The MMSE is a well-known and used short screening tool for providing an overall measure of cognitive impairment in clinical settings. However, the MMSE cannot be used as a standalone test to identify MCI patients at risk of developing dementia [69]. The combination of a detailed clinical history, cognitive tests, and biomarker analysis provides a comprehensive diagnosis for patients in the MCI phase. In our study, the MMSE was unable to show statistically significant differences between EOMCI Aβ( +) and Aβ(-) patients. However, its correlations with both neurology and inflammation biomarkers in pEVs differed between patients with established amyloidosis and those who did not have the disease. This could be a combined indicator of the cognitive decline that precedes the advanced phases of the disease’s development, but its relationship is not entirely clear and requires further investigation.

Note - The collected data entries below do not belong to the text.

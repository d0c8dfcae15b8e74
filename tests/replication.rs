mod common;

use collection_sync::collection::{CollectionEventKind, CollectionStatus};
use collection_sync::error::CollectionError;
use collection_sync::store::{DocumentStore, keys};
use serde_json::{Value, json};

use common::{copy_of, harness, holders, ids, without_stamps};

#[tokio::test]
async fn create_writes_only_the_owner_copy() {
    let h = harness();
    let c = h.manager.create("Coffee", "u1", None).await.unwrap();

    assert_eq!(c.members, ids(&["u1"]));
    assert!(c.is_owner);
    assert_eq!(c.status, CollectionStatus::Active);
    assert!(c.places.is_empty());
    assert_eq!(holders(&h, &c.id), ids(&["u1"]));
    assert_eq!(copy_of(&h, "u1", &c.id).await.unwrap(), c);
}

#[tokio::test]
async fn create_without_identity_fails() {
    let h = harness();
    let err = h.manager.create("Coffee", "", None).await.unwrap_err();
    assert!(matches!(err, CollectionError::Authentication));
    assert!(h.store.snapshot().is_empty());
}

#[tokio::test]
async fn share_then_shrink_membership() {
    let h = harness();
    let c = h.manager.create("Brunch", "u1", Some("fork".into())).await.unwrap();

    h.manager
        .share(&c.id, "u1", &ids(&["u1"]), &ids(&["u1", "u2", "u3"]))
        .await
        .unwrap();

    assert_eq!(holders(&h, &c.id), ids(&["u1", "u2", "u3"]));
    let owner = copy_of(&h, "u1", &c.id).await.unwrap();
    assert_eq!(owner.members, ids(&["u1", "u2", "u3"]));
    assert!(owner.shared_at.is_some());

    let mirror = copy_of(&h, "u2", &c.id).await.unwrap();
    assert!(!mirror.is_owner);
    assert_eq!(mirror.user_id, "u1");
    assert_eq!(mirror.shared_by.as_deref(), Some("u1"));
    assert_eq!(mirror.icon_name.as_deref(), Some("fork"));
    assert_eq!(mirror.members, ids(&["u1", "u2", "u3"]));
    assert_eq!(mirror.created_at, c.created_at);

    let diff = h
        .manager
        .share(&c.id, "u1", &ids(&["u1", "u2", "u3"]), &ids(&["u1", "u3"]))
        .await
        .unwrap();
    assert_eq!(diff.to_remove, ids(&["u2"]));
    assert_eq!(diff.to_update, ids(&["u3"]));

    assert_eq!(holders(&h, &c.id), ids(&["u1", "u3"]));
    assert_eq!(copy_of(&h, "u3", &c.id).await.unwrap().members, ids(&["u1", "u3"]));
    assert_eq!(copy_of(&h, "u1", &c.id).await.unwrap().members, ids(&["u1", "u3"]));
}

#[tokio::test]
async fn resharing_the_same_members_changes_only_stamps() {
    let h = harness();
    let c = h.manager.create("Bars", "u1", None).await.unwrap();
    h.manager
        .share(&c.id, "u1", &ids(&["u1"]), &ids(&["u1", "u2", "u4"]))
        .await
        .unwrap();
    let before = without_stamps(h.store.snapshot());

    let diff = h
        .manager
        .share(&c.id, "u1", &ids(&["u1", "u2", "u4"]), &ids(&["u1", "u2", "u4"]))
        .await
        .unwrap();

    assert!(diff.to_add.is_empty());
    assert!(diff.to_remove.is_empty());
    assert_eq!(without_stamps(h.store.snapshot()), before);
}

#[tokio::test]
async fn mirrors_match_requested_members_after_every_share() {
    let h = harness();
    let c = h.manager.create("Parks", "u1", None).await.unwrap();

    let steps: [&[&str]; 5] = [
        &["u2", "u3"],
        &["u3", "u4", "u5"],
        &[],
        &["u1", "u5", "u2"],
        &["u2", "u3", "u4", "u5"],
    ];

    let mut current = ids(&["u1"]);
    for step in steps {
        let requested = ids(step);
        h.manager
            .share(&c.id, "u1", &current, &requested)
            .await
            .unwrap();

        let mut expected: Vec<String> = requested.iter().filter(|m| *m != "u1").cloned().collect();
        expected.push("u1".into());
        expected.sort();
        assert_eq!(holders(&h, &c.id), expected);

        // 每个副本的成员列表一致，且所有者在首位
        let owner = copy_of(&h, "u1", &c.id).await.unwrap();
        assert_eq!(owner.members[0], "u1");
        for holder in holders(&h, &c.id) {
            let copy = copy_of(&h, &holder, &c.id).await.unwrap();
            assert_eq!(copy.members, owner.members);
            assert_eq!(copy.members[0], "u1");
        }

        current = owner.members;
    }
}

#[tokio::test]
async fn failed_commit_leaves_every_copy_untouched() {
    let h = harness();
    let c = h.manager.create("Museums", "u1", None).await.unwrap();
    h.manager
        .share(&c.id, "u1", &ids(&["u1"]), &ids(&["u2", "u3"]))
        .await
        .unwrap();
    let before = h.store.snapshot();

    h.store.fail_next_commit();
    let err = h
        .manager
        .share(&c.id, "u1", &ids(&["u1", "u2", "u3"]), &ids(&["u4"]))
        .await
        .unwrap_err();
    assert!(matches!(err, CollectionError::StoreWrite(_)));
    assert_eq!(h.store.snapshot(), before);

    h.store.fail_next_commit();
    let err = h.manager.complete_collection(&c.id, "u1").await.unwrap_err();
    assert!(matches!(err, CollectionError::StoreWrite(_)));
    assert_eq!(h.store.snapshot(), before);

    h.store.fail_next_commit();
    let err = h.manager.delete_collection(&c.id, "u1").await.unwrap_err();
    assert!(matches!(err, CollectionError::StoreWrite(_)));
    assert_eq!(h.store.snapshot(), before);
}

#[tokio::test]
async fn status_reaches_every_copy() {
    let h = harness();
    let c = h.manager.create("Hikes", "u1", None).await.unwrap();
    h.manager
        .share(&c.id, "u1", &ids(&["u1"]), &ids(&["u2", "u3"]))
        .await
        .unwrap();

    h.manager.complete_collection(&c.id, "u1").await.unwrap();
    for user in ["u1", "u2", "u3"] {
        let copy = copy_of(&h, user, &c.id).await.unwrap();
        assert_eq!(copy.status, CollectionStatus::Completed);
    }

    h.manager.put_back_collection(&c.id, "u1").await.unwrap();
    for user in ["u1", "u2", "u3"] {
        let copy = copy_of(&h, user, &c.id).await.unwrap();
        assert_eq!(copy.status, CollectionStatus::Active);
    }
}

#[tokio::test]
async fn completing_a_missing_collection_is_not_found() {
    let h = harness();
    let err = h.manager.complete_collection("nope", "u1").await.unwrap_err();
    assert!(matches!(err, CollectionError::NotFound(_)));
}

#[tokio::test]
async fn delete_removes_copies_for_any_member_count() {
    let all = ["u2", "u3", "u4", "u5"];
    for n in 0..=all.len() {
        let h = harness();
        let c = h.manager.create("Tmp", "u1", None).await.unwrap();
        if n > 0 {
            h.manager
                .share(&c.id, "u1", &ids(&["u1"]), &ids(&all[..n]))
                .await
                .unwrap();
        }
        assert_eq!(holders(&h, &c.id).len(), n + 1);

        h.manager.delete_collection(&c.id, "u1").await.unwrap();
        assert!(holders(&h, &c.id).is_empty(), "copies left for n = {}", n);
    }
}

#[tokio::test]
async fn delete_succeeds_when_thumbnail_cleanup_fails() {
    let h = harness();
    let c = h.manager.create("Art", "u1", None).await.unwrap();
    h.manager
        .set_thumbnail(&c.id, "u1", vec![0x89, 0x50, 0x4e, 0x47])
        .await
        .unwrap();
    h.blobs.fail_deletes(true);

    h.manager.delete_collection(&c.id, "u1").await.unwrap();

    assert!(holders(&h, &c.id).is_empty());
    assert!(h.blobs.contains(&keys::thumbnail_path("u1", &c.id)));
}

#[tokio::test]
async fn delete_cleans_thumbnail_and_profile_field() {
    let h = harness();
    let c = h.manager.create("Art", "u1", None).await.unwrap();
    let url = h
        .manager
        .set_thumbnail(&c.id, "u1", vec![1, 2, 3])
        .await
        .unwrap();

    let profile = h.store.get(&keys::profile_key("u1")).await.unwrap().unwrap();
    assert_eq!(profile["avatarThumbnailURL"], json!(url));

    h.manager.delete_collection(&c.id, "u1").await.unwrap();

    assert!(!h.blobs.contains(&keys::thumbnail_path("u1", &c.id)));
    let profile = h.store.get(&keys::profile_key("u1")).await.unwrap().unwrap();
    assert_eq!(profile["avatarThumbnailURL"], Value::Null);
}

#[tokio::test]
async fn concurrent_writer_makes_share_conflict() {
    let h = harness();
    let c = h.manager.create("Food", "u1", None).await.unwrap();
    let owner_key = keys::collection_key("u1", &c.id);

    // 在读取和提交之间，另一个写入者修改了权威副本
    let key = owner_key.clone();
    h.store.before_next_commit(move |docs| {
        if let Some(Value::Object(doc)) = docs.get_mut(&key) {
            doc.insert("revision".into(), json!(99));
        }
    });

    let err = h
        .manager
        .share(&c.id, "u1", &ids(&["u1"]), &ids(&["u2"]))
        .await
        .unwrap_err();
    assert!(matches!(err, CollectionError::Conflict(_)));
    assert_eq!(holders(&h, &c.id), ids(&["u1"]));
    assert_eq!(copy_of(&h, "u1", &c.id).await.unwrap().members, ids(&["u1"]));
}

#[tokio::test]
async fn stale_member_view_is_rejected() {
    let h = harness();
    let c = h.manager.create("Food", "u1", None).await.unwrap();
    h.manager
        .share(&c.id, "u1", &ids(&["u1"]), &ids(&["u2"]))
        .await
        .unwrap();

    // 调用方仍以为只有所有者
    let err = h
        .manager
        .share(&c.id, "u1", &ids(&["u1"]), &ids(&["u3"]))
        .await
        .unwrap_err();
    assert!(matches!(err, CollectionError::Conflict(_)));
    assert_eq!(holders(&h, &c.id), ids(&["u1", "u2"]));
}

#[tokio::test]
async fn sharing_with_blocked_or_unknown_users_writes_nothing() {
    let h = harness();
    let c = h.manager.create("Food", "u1", None).await.unwrap();
    let before = h.store.snapshot();

    h.users.block("u3", "u1");
    let err = h
        .manager
        .share(&c.id, "u1", &ids(&["u1"]), &ids(&["u2", "u3"]))
        .await
        .unwrap_err();
    assert!(matches!(err, CollectionError::InvalidState(_)));

    let err = h
        .manager
        .share(&c.id, "u1", &ids(&["u1"]), &ids(&["ghost"]))
        .await
        .unwrap_err();
    assert!(matches!(err, CollectionError::NotFound(_)));

    assert_eq!(h.store.snapshot(), before);
}

#[tokio::test]
async fn only_the_owner_can_share_complete_or_delete() {
    let h = harness();
    let c = h.manager.create("Food", "u1", None).await.unwrap();
    h.manager
        .share(&c.id, "u1", &ids(&["u1"]), &ids(&["u2"]))
        .await
        .unwrap();

    let err = h
        .manager
        .share(&c.id, "u2", &ids(&["u1", "u2"]), &ids(&["u2", "u3"]))
        .await
        .unwrap_err();
    assert!(matches!(err, CollectionError::PermissionDenied(_)));

    let err = h.manager.complete_collection(&c.id, "u2").await.unwrap_err();
    assert!(matches!(err, CollectionError::PermissionDenied(_)));

    let err = h.manager.delete_collection(&c.id, "u2").await.unwrap_err();
    assert!(matches!(err, CollectionError::PermissionDenied(_)));
    assert_eq!(holders(&h, &c.id), ids(&["u1", "u2"]));
}

#[tokio::test]
async fn orphaned_collections_become_inactive_everywhere() {
    let h = harness();
    let c = h.manager.create("Old", "u1", None).await.unwrap();
    h.manager
        .share(&c.id, "u1", &ids(&["u1"]), &ids(&["u2"]))
        .await
        .unwrap();

    assert!(!h.manager.deactivate_orphaned(&c.id, "u1").await.unwrap());

    h.users.remove_account("u1");
    assert!(h.manager.deactivate_orphaned(&c.id, "u1").await.unwrap());
    for user in ["u1", "u2"] {
        let copy = copy_of(&h, user, &c.id).await.unwrap();
        assert_eq!(copy.status, CollectionStatus::Inactive);
    }

    // inactive 不能再被用户操作改回
    let err = h.manager.put_back_collection(&c.id, "u1").await.unwrap_err();
    assert!(matches!(err, CollectionError::InvalidState(_)));
    assert!(!h.manager.deactivate_orphaned(&c.id, "u1").await.unwrap());
}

However, our study has some limitations. The restricted sample volume and concentration of the pEVs samples significantly conditioned the development of proteomic assays. Due to the volume/concentration requirements of the proteomics platforms, the full sample was intended for the Olink© proteomics screening assays. Likewise, the sample size was restricted to 80 individuals due to the complexity of recruiting patients for the study. Although the EVs isolation process is one of the gold standards (ultracentrifugation), this technique would not be feasible for large-scale studies due to the high volume of sample required (3.5 ml). Due to the exploratory nature of this study, which aimed to evaluate a general AD signature in circulating pEVs, total EVs were selected. However, the use of specific cell-derived EVs would be of interest for future assays to investigate more specific molecular pathways related to the physiopathological processes of the disease development. However, despite being preliminary, our results connect Aβ( +) AD status with some key endophenotypes, suggesting that pEVs protein content could be related explicitly to early AD processes. Although further molecules must be analyzed in search of a specific “EVs AD signature,” we found intriguing evidence that EVs may reflect early molecular alterations of the neurodegenerative process. In this regard, additional research is required to validate our findings in independent series and identify direct relationships between specific pEVs proteins and AD endophenotypes, including disease progression.

Conclusions

At the earliest stages of AD development, molecular alterations are nearly undetectable in complex matrices such as CSF or plasma. Our findings suggest that EVs may contain very specific information about the molecular processes occurring in their originating cells and microenvironment. These vesicles are capable of providing this molecular information, whereas CSF and plasma are not. In summary, our results suggest that pEVs have the potential to reveal the molecular events preceding clinical decline. At this early stage, our results may indicate that their biomarker profile is associated with the AD-specific neurodegeneration process governed by p-tau and Aβ, premature neuroinflammation processes, and brain atrophy. In addition, their peripheral accessibility and low invasiveness make pEVs a potential source of biomarkers for screening purposes. Thus, the current work sheds light on the search for new peripheral biomarkers for the early diagnosis of AD. However, additional research is required to comprehend the molecular pathways underlying these findings and validate the obtained results in an independent cohort.